Postby KG_is_back » Tue Mar 11, 2014 12:01 pm

martinvicanek wrote:Interesting, KG! I tried it on an acoustic guitar, and the synthesized sound did resemble the original, however with a too short decay. Will study your schematics in more detail. Good stuff there! :geek:


That decay problem is caused by the fact that string oscillates horizontally and vertically. Vertical vibrations (to and back from the body) are damped faster cos' bridge is more loose to this kind of movement. Horizontal waves (side to side relative to the body) decay longer cos' bridge is more rigid to this kind of movement. Also these two movements constantly 'leak' into each other. I'm trying to figure out a way to separate them.

The result should be 3 filters:
Hvv will leak vertical back to vertical (this one is currently implemented as the only one)
Hhh will leak horizontal to horizontal (in a model of real string this one will attenuate less then the vertical)
Hhv (and Hvh) will leak between them (actually those are two filters with identical responses leaking in opposite directions)
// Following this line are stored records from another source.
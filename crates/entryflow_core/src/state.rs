use std::collections::BTreeSet;

use url::Url;

use crate::view_model::{PanelViewModel, StatusLineView};

pub type EntryId = u64;

/// Fallback check interval when no setting is stored.
pub const DEFAULT_INTERVAL_MS: u64 = 30_000;
/// Smallest accepted interval, in seconds.
pub const MIN_INTERVAL_SECS: u32 = 10;
/// Largest accepted interval, in seconds.
pub const MAX_INTERVAL_SECS: u32 = 300;

/// Query parameter selecting a page within the thread.
const PAGE_PARAM: &str = "p";

#[derive(Debug, Clone, Copy, PartialEq, Eq, Default)]
pub enum SessionState {
    #[default]
    Paused,
    Active,
}

#[derive(Debug, Clone, PartialEq, Eq)]
pub struct NewEntry {
    pub id: EntryId,
    pub html: String,
}

/// Tracked pagination state of the monitored thread.
/// Invariant: `current_page <= total_pages`, both at least 1.
#[derive(Debug, Clone, Copy, PartialEq, Eq)]
pub struct PageRef {
    pub current_page: u32,
    pub total_pages: u32,
}

impl PageRef {
    pub fn new(current_page: u32, total_pages: u32) -> Self {
        let total_pages = total_pages.max(1);
        Self {
            current_page: current_page.clamp(1, total_pages),
            total_pages,
        }
    }
}

impl Default for PageRef {
    fn default() -> Self {
        Self::new(1, 1)
    }
}

#[derive(Debug, Clone, Copy, PartialEq, Eq)]
pub enum StatusKind {
    Checking,
    Success,
    Error,
}

#[derive(Debug, Clone, PartialEq, Eq)]
pub(crate) struct ThreadRef {
    pub(crate) base_url: String,
    pub(crate) base_query: Vec<(String, String)>,
}

#[derive(Debug, Clone, PartialEq, Eq)]
pub struct MonitorState {
    session: SessionState,
    thread: Option<ThreadRef>,
    page: PageRef,
    known: BTreeSet<EntryId>,
    interval_ms: u64,
    countdown_secs: Option<u32>,
    check_in_flight: bool,
    status: Option<StatusLineView>,
    minimized: bool,
    dirty: bool,
}

impl Default for MonitorState {
    fn default() -> Self {
        Self {
            session: SessionState::Paused,
            thread: None,
            page: PageRef::default(),
            known: BTreeSet::new(),
            interval_ms: DEFAULT_INTERVAL_MS,
            countdown_secs: None,
            check_in_flight: false,
            status: None,
            minimized: false,
            dirty: false,
        }
    }
}

impl MonitorState {
    pub fn new() -> Self {
        Self::default()
    }

    pub fn session(&self) -> SessionState {
        self.session
    }

    pub fn interval_ms(&self) -> u64 {
        self.interval_ms
    }

    pub fn interval_secs(&self) -> u32 {
        (self.interval_ms / 1000) as u32
    }

    pub fn is_known(&self, id: EntryId) -> bool {
        self.known.contains(&id)
    }

    pub fn check_in_flight(&self) -> bool {
        self.check_in_flight
    }

    pub fn is_seeded(&self) -> bool {
        self.thread.is_some()
    }

    pub fn view(&self) -> PanelViewModel {
        PanelViewModel {
            session: self.session,
            interval_secs: self.interval_secs(),
            countdown_secs: self.countdown_secs,
            status: self.status.clone(),
            entry_count: self.known.len(),
            total_pages: self.page.total_pages,
            minimized: self.minimized,
        }
    }

    /// Returns whether the state changed since the last call and resets the flag.
    pub fn consume_dirty(&mut self) -> bool {
        std::mem::take(&mut self.dirty)
    }

    pub(crate) fn mark_dirty(&mut self) {
        self.dirty = true;
    }

    pub(crate) fn set_session(&mut self, session: SessionState) {
        self.session = session;
        self.mark_dirty();
    }

    pub(crate) fn set_interval_ms(&mut self, interval_ms: u64) {
        self.interval_ms = interval_ms;
        self.mark_dirty();
    }

    pub(crate) fn set_status(&mut self, kind: StatusKind, text: impl Into<String>) {
        self.status = Some(StatusLineView {
            kind,
            text: text.into(),
        });
        self.mark_dirty();
    }

    pub(crate) fn set_check_in_flight(&mut self, in_flight: bool) {
        self.check_in_flight = in_flight;
        self.mark_dirty();
    }

    pub(crate) fn reset_countdown(&mut self) {
        self.countdown_secs = Some(self.interval_secs());
        self.mark_dirty();
    }

    pub(crate) fn clear_countdown(&mut self) {
        self.countdown_secs = None;
        self.mark_dirty();
    }

    pub(crate) fn tick_countdown(&mut self) {
        if let Some(secs) = self.countdown_secs {
            self.countdown_secs = Some(secs.saturating_sub(1));
            self.mark_dirty();
        }
    }

    pub(crate) fn toggle_minimized(&mut self) {
        self.minimized = !self.minimized;
        self.mark_dirty();
    }

    /// Replaces thread tracking state from a freshly parsed document.
    ///
    /// Returns the entries not previously known, in the order given. The
    /// known set is rebuilt from the document, so seeding twice with the
    /// same snapshot yields the same state and an empty batch.
    pub(crate) fn seed(
        &mut self,
        base_url: String,
        base_query: Vec<(String, String)>,
        page: PageRef,
        entries: Vec<NewEntry>,
    ) -> Vec<NewEntry> {
        let fresh: Vec<NewEntry> = entries
            .iter()
            .filter(|entry| !self.known.contains(&entry.id))
            .cloned()
            .collect();
        self.known = entries.iter().map(|entry| entry.id).collect();
        self.thread = Some(ThreadRef {
            base_url,
            base_query,
        });
        self.page = page;
        self.mark_dirty();
        fresh
    }

    /// Adds merged entry ids to the known set. Ids are never removed during
    /// a session; removal would risk re-inserting duplicates.
    pub(crate) fn absorb(&mut self, entries: &[NewEntry]) {
        self.known.extend(entries.iter().map(|entry| entry.id));
        self.mark_dirty();
    }

    pub(crate) fn set_total_pages(&mut self, total_pages: u32) {
        self.page = PageRef::new(self.page.current_page, total_pages);
        self.mark_dirty();
    }

    /// Snapshot inputs for one check cycle, if the thread has been seeded.
    pub(crate) fn check_snapshot(&self) -> Option<crate::CheckSnapshot> {
        let thread = self.thread.as_ref()?;
        Some(crate::CheckSnapshot {
            thread_url: thread.base_url.clone(),
            base_query: thread.base_query.clone(),
            total_pages: self.page.total_pages,
            known: self.known.clone(),
        })
    }
}

/// Splits a thread address into its page-independent base URL and query.
///
/// The page-selector parameter is stripped; every other pair is kept in
/// order so later page fetches preserve thread filters such as sort order.
pub fn derive_base_query(address: &str) -> Option<(String, Vec<(String, String)>)> {
    let parsed = Url::parse(address).ok()?;
    if !matches!(parsed.scheme(), "http" | "https") {
        return None;
    }
    let base_query = parsed
        .query_pairs()
        .filter(|(key, _)| key != PAGE_PARAM)
        .map(|(key, value)| (key.into_owned(), value.into_owned()))
        .collect();
    let base_url = parsed[..url::Position::BeforeQuery].to_string();
    Some((base_url, base_query))
}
One way to separate them would be to directly measure the two movements separately (for example with laser pickups or highspeed cameras) - then the calculations of filter responses would be relatively simple.
However I'm looking for a way to deduce them from the provided wave sample. We already know that vertical movement is more prominent in the transient and horizontal in the decay. I was thinking of capturing filter response at the beginning middle and end of the wave. The one at the start is closer to Hvv the one at the end to the Hhh the middle one is somewhere in between. And from these three responses somehow (I will need a help of a mathematician for that) deduce the Hvv, Hhh and Hhv for the model.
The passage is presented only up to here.